Envy – this goes along with Lust and Greed
Being envious of someone else’s investment portfolio, or their returns, will only lead to poor decision-making over time. It is also important to remember that when individuals talk about their investments, they rarely tell you about their losers. “I made a killing with XYZ. You should have bought some” is how the line goes. However, what is often left out is that they lost more than what they gained elsewhere.
Advice is often worth exactly what you pay for it, and sometimes not even that. Do what works for you and be happy with where you are. Everything else is secondary and only leads to making emotional decisions built around greed and lust which have disastrous long-term implications.
Gluttony – never, ever over-indulge. Putting too much into one investment is a recipe for disaster.
There are a few great investors in this world who can make large concentrated bets and live to tell about it. It is also important to know that they can “afford” to be wrong – you can’t.
Just like the glutton gorging on a delicious meal – it feels good until it doesn’t, and the damage is often irreversible. History is replete with tales of individuals who had all their money invested in company stock, companies like Enron, Worldcom, Global Crossing; etc. all had huge, fabulous runs and disastrous endings.
Concentrated bets are a great way to make a lot of money in the markets as long as you are “right.” The problem with making concentrated bets is the ability to repeat success.

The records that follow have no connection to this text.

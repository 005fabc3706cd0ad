//! Scheduler layer for the runner
//!
//! This layer handles polling the backend for pending jobs and driving
//! each one from claim to completion, strictly one job at a time.

pub mod poller;

pub use poller::JobPoller;
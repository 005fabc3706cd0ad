//! Execution service
//!
//! Runs a single job to completion:
//! - Records `job_picked_up`, then moves the job to `running`
//! - Dispatches to the handler for the job's kind
//! - Folds the handler outcome into a terminal `succeeded`/`failed` result
//!
//! Handler failures never escape this service. They become a `failed`
//! result with a `job_failed` log entry. Failed jobs are not retried here.

use anyhow::Result as AnyResult;
use async_trait::async_trait;
use serde_json::Value;
use std::sync::Arc;
use styleagent_client::RunnerClient;
use styleagent_core::JobError;
use styleagent_core::domain::job::{Job, JobPayload, JobStatus};
use styleagent_core::domain::log::{JobEvent, JobLog};
use styleagent_core::domain::result::JobExecutionResult;
use tracing::{error, info};

use super::captureone::run_compile_captureone;

/// Service trait for executing jobs
#[async_trait]
pub trait ExecutionService: Send + Sync {
    /// Executes a job and returns its terminal result
    ///
    /// The only error is an invalid status transition, which means the job
    /// arrived in a status it cannot be started from.
    async fn execute(&self, job: &Job) -> Result<JobExecutionResult, JobError>;
}

/// Standard implementation of ExecutionService
pub struct StandardExecutionService {
    client: Arc<RunnerClient>,
}

impl StandardExecutionService {
    /// Creates a new standard execution service
    pub fn new(client: Arc<RunnerClient>) -> Self {
        Self { client }
    }

    /// Runs the handler for the job's kind
    async fn dispatch(&self, job: &Job) -> AnyResult<Value> {
        match job.payload() {
            JobPayload::CompileCaptureOne(payload) => {
                Ok(run_compile_captureone(&self.client, payload).await?)
            }
        }
    }
}

#[async_trait]
impl ExecutionService for StandardExecutionService {
    async fn execute(&self, job: &Job) -> Result<JobExecutionResult, JobError> {
        info!(job_id = job.job_id(), job_type = %job.job_type(), "Starting job execution");

        let mut logs = Vec::with_capacity(3);
        logs.push(JobLog::info(
            JobEvent::JobPickedUp,
            job.job_id(),
            job.status(),
            format!("Picked up job type={}", job.job_type()),
        ));

        let running = job.transition(JobStatus::Running)?;
        logs.push(JobLog::info(
            JobEvent::JobRunning,
            running.job_id(),
            running.status(),
            "Job execution started",
        ));

        match self.dispatch(&running).await {
            Ok(result) => {
                let succeeded = running.transition(JobStatus::Succeeded)?;
                info!(job_id = succeeded.job_id(), "Job succeeded");
                logs.push(
                    JobLog::info(
                        JobEvent::JobSucceeded,
                        succeeded.job_id(),
                        succeeded.status(),
                        "Job execution completed",
                    )
                    .with_context("result", result.clone()),
                );
                Ok(JobExecutionResult::succeeded(succeeded.job_id(), result, logs))
            }
            Err(e) => {
                let message = format!("{:#}", e);
                let failed = running.transition(JobStatus::Failed)?;
                error!(job_id = failed.job_id(), error = %message, "Job failed");
                logs.push(
                    JobLog::error(
                        JobEvent::JobFailed,
                        failed.job_id(),
                        failed.status(),
                        "Job execution failed",
                    )
                    .with_context("error", message.clone()),
                );
                Ok(JobExecutionResult::failed(failed.job_id(), message, logs))
            }
        }
    }
}
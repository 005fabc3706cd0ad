//! Connection settings for the backend client

use std::time::Duration;

/// Settings the transport is built from
///
/// Produced once by the runner configuration and never changed afterwards.
#[derive(Debug, Clone, PartialEq)]
pub struct ClientSettings {
    /// Backend base URL (e.g., "http://localhost:8000")
    pub base_url: String,

    /// Bearer credential sent as `Authorization: Bearer <key>`
    pub api_key: Option<String>,

    /// Per-request timeout
    pub timeout: Duration,

    /// Extra attempts after the first one for retryable failures
    pub retries: u32,

    /// First backoff delay; doubles on every retry
    pub backoff_base: Duration,
}

impl ClientSettings {
    /// Creates settings for `base_url` with default timeouts and retries
    pub fn new(base_url: impl Into<String>) -> Self {
        Self {
            base_url: base_url.into(),
            ..Self::default()
        }
    }
}

impl Default for ClientSettings {
    fn default() -> Self {
        Self {
            base_url: "http://localhost:8000".to_string(),
            api_key: None,
            timeout: Duration::from_secs(10),
            retries: 2,
            backoff_base: Duration::from_millis(250),
        }
    }
}
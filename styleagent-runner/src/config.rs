//! Runner configuration
//!
//! Settings are read once from `RUNNER_*` environment variables at startup
//! and stay fixed for the lifetime of the process. Every invalid value fails
//! fast with an error naming the variable.

use anyhow::{Context, Result, bail};
use std::time::Duration;
use styleagent_client::ClientSettings;

pub const ENV_API_BASE_URL: &str = "RUNNER_API_BASE_URL";
pub const ENV_API_KEY: &str = "RUNNER_API_KEY";
pub const ENV_HTTP_TIMEOUT_SECONDS: &str = "RUNNER_HTTP_TIMEOUT_SECONDS";
pub const ENV_HTTP_RETRIES: &str = "RUNNER_HTTP_RETRIES";
pub const ENV_POLL_INTERVAL_SECONDS: &str = "RUNNER_POLL_INTERVAL_SECONDS";

/// Runner configuration
#[derive(Debug, Clone, PartialEq)]
pub struct Config {
    /// Backend base URL (e.g., "http://localhost:8000"), without trailing slash
    pub api_base_url: String,

    /// Bearer credential for the backend
    pub api_key: Option<String>,

    /// Timeout of a single HTTP call
    pub http_timeout: Duration,

    /// Retries after the first attempt for network errors and 5xx responses
    pub http_retries: u32,

    /// How long to wait between polls
    pub poll_interval: Duration,
}

impl Config {
    /// Creates a new configuration with defaults
    pub fn new(api_base_url: String) -> Self {
        Self {
            api_base_url,
            api_key: None,
            http_timeout: Duration::from_secs(10),
            http_retries: 2,
            poll_interval: Duration::from_secs(5),
        }
    }

    /// Creates configuration from environment variables
    ///
    /// Recognised variables (all optional):
    /// - RUNNER_API_BASE_URL (default: http://localhost:8000)
    /// - RUNNER_API_KEY (empty means no credential)
    /// - RUNNER_HTTP_TIMEOUT_SECONDS (float, > 0, default: 10)
    /// - RUNNER_HTTP_RETRIES (integer, >= 0, default: 2)
    /// - RUNNER_POLL_INTERVAL_SECONDS (float, > 0, default: 5)
    pub fn from_env() -> Result<Self> {
        Self::from_lookup(|key| std::env::var(key).ok())
    }

    /// Same as [`Config::from_env`], reading variables through `lookup`
    pub fn from_lookup<F>(lookup: F) -> Result<Self>
    where
        F: Fn(&str) -> Option<String>,
    {
        let mut config = Self::default();

        if let Some(url) = lookup(ENV_API_BASE_URL) {
            config.api_base_url = url.trim_end_matches('/').to_string();
        }

        config.api_key = lookup(ENV_API_KEY).filter(|key| !key.is_empty());

        if let Some(raw) = lookup(ENV_HTTP_TIMEOUT_SECONDS) {
            config.http_timeout = parse_seconds(ENV_HTTP_TIMEOUT_SECONDS, &raw)?;
        }

        if let Some(raw) = lookup(ENV_HTTP_RETRIES) {
            config.http_retries = parse_retries(&raw)?;
        }

        if let Some(raw) = lookup(ENV_POLL_INTERVAL_SECONDS) {
            config.poll_interval = parse_seconds(ENV_POLL_INTERVAL_SECONDS, &raw)?;
        }

        config.validate()?;
        Ok(config)
    }

    /// Validates the configuration
    pub fn validate(&self) -> Result<()> {
        if self.api_base_url.is_empty() {
            bail!("{ENV_API_BASE_URL} cannot be empty");
        }

        if !self.api_base_url.starts_with("http://") && !self.api_base_url.starts_with("https://")
        {
            bail!("{ENV_API_BASE_URL} must start with http:// or https://");
        }

        if self.http_timeout.is_zero() {
            bail!("{ENV_HTTP_TIMEOUT_SECONDS} must be > 0");
        }

        if self.poll_interval.is_zero() {
            bail!("{ENV_POLL_INTERVAL_SECONDS} must be > 0");
        }

        Ok(())
    }

    /// Settings for the backend client
    pub fn client_settings(&self) -> ClientSettings {
        ClientSettings {
            base_url: self.api_base_url.clone(),
            api_key: self.api_key.clone(),
            timeout: self.http_timeout,
            retries: self.http_retries,
            ..ClientSettings::default()
        }
    }
}

impl Default for Config {
    fn default() -> Self {
        Self::new("http://localhost:8000".to_string())
    }
}

fn parse_seconds(name: &str, raw: &str) -> Result<Duration> {
    let seconds: f64 = raw
        .trim()
        .parse()
        .with_context(|| format!("{name} must be a number of seconds, got {raw:?}"))?;

    if !seconds.is_finite() || seconds <= 0.0 {
        bail!("{name} must be > 0");
    }

    Duration::try_from_secs_f64(seconds).with_context(|| format!("{name} is out of range"))
}

fn parse_retries(raw: &str) -> Result<u32> {
    let retries: i64 = raw
        .trim()
        .parse()
        .with_context(|| format!("{ENV_HTTP_RETRIES} must be an integer, got {raw:?}"))?;

    if retries < 0 {
        bail!("{ENV_HTTP_RETRIES} must be >= 0");
    }

    u32::try_from(retries).with_context(|| format!("{ENV_HTTP_RETRIES} is out of range"))
}
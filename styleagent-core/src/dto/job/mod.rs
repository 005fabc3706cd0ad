//! Job DTOs sent from the runner to the backend

use serde::Serialize;
use serde_json::Value;

use crate::domain::job::JobStatus;
use crate::domain::log::JobLog;
use crate::domain::result::JobExecutionResult;

/// Body of `POST /runner/jobs/{id}/heartbeat`
#[derive(Debug, Clone, Serialize)]
pub struct HeartbeatRequest {
    pub status: JobStatus,
}

/// Body of `POST /runner/jobs/{id}/complete`
///
/// `result` and `error` are always present, one of them `null`.
#[derive(Debug, Clone, Serialize)]
pub struct CompleteJobRequest<'a> {
    pub status: JobStatus,
    pub result: Option<&'a Value>,
    pub error: Option<&'a str>,
    pub logs: &'a [JobLog],
}

impl<'a> From<&'a JobExecutionResult> for CompleteJobRequest<'a> {
    fn from(result: &'a JobExecutionResult) -> Self {
        Self {
            status: result.status(),
            result: result.result(),
            error: result.error(),
            logs: &result.logs,
        }
    }
}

More often than not individuals who try simply wind up broke.
Heed Thy Warnings – the path to redemption is rife with temptation
Regardless of how many times I discuss these issues, quote successful investors, or warn of the dangers – the response from both individuals and investment professionals is always the same.
“I am a long-term, fundamental value, investor. So these rules don’t apply to me.”
No, you’re not. Yes, they do.
Individuals are long-term investors only as long as the markets are rising. Despite endless warnings, repeated suggestions, and outright recommendations – getting investors to sell, take profits and manage portfolio risks go unheeded.
With the markets currently rising, it is easy to ignore the warning signs. The “devil on your shoulder” is very convincing and keeps whispering in your ear to take on more risk with comments like: “This market has nowhere to go but up,” “the yield curve doesn’t matter this time,” “Fed rate hikes don’t cause recessions,” and “it’s still not to late to jump on this bull train.”
The hardest thing for individuals to overcome in investing is their own emotional biases. This is why laying out a strict written discipline, having a sound investment strategy and keeping a journal of your trading are key elements in winning the long-game. Investing, like religion, requires a belief system that you follow even when it doesn’t seem to work.
But that is incredibly difficult to do.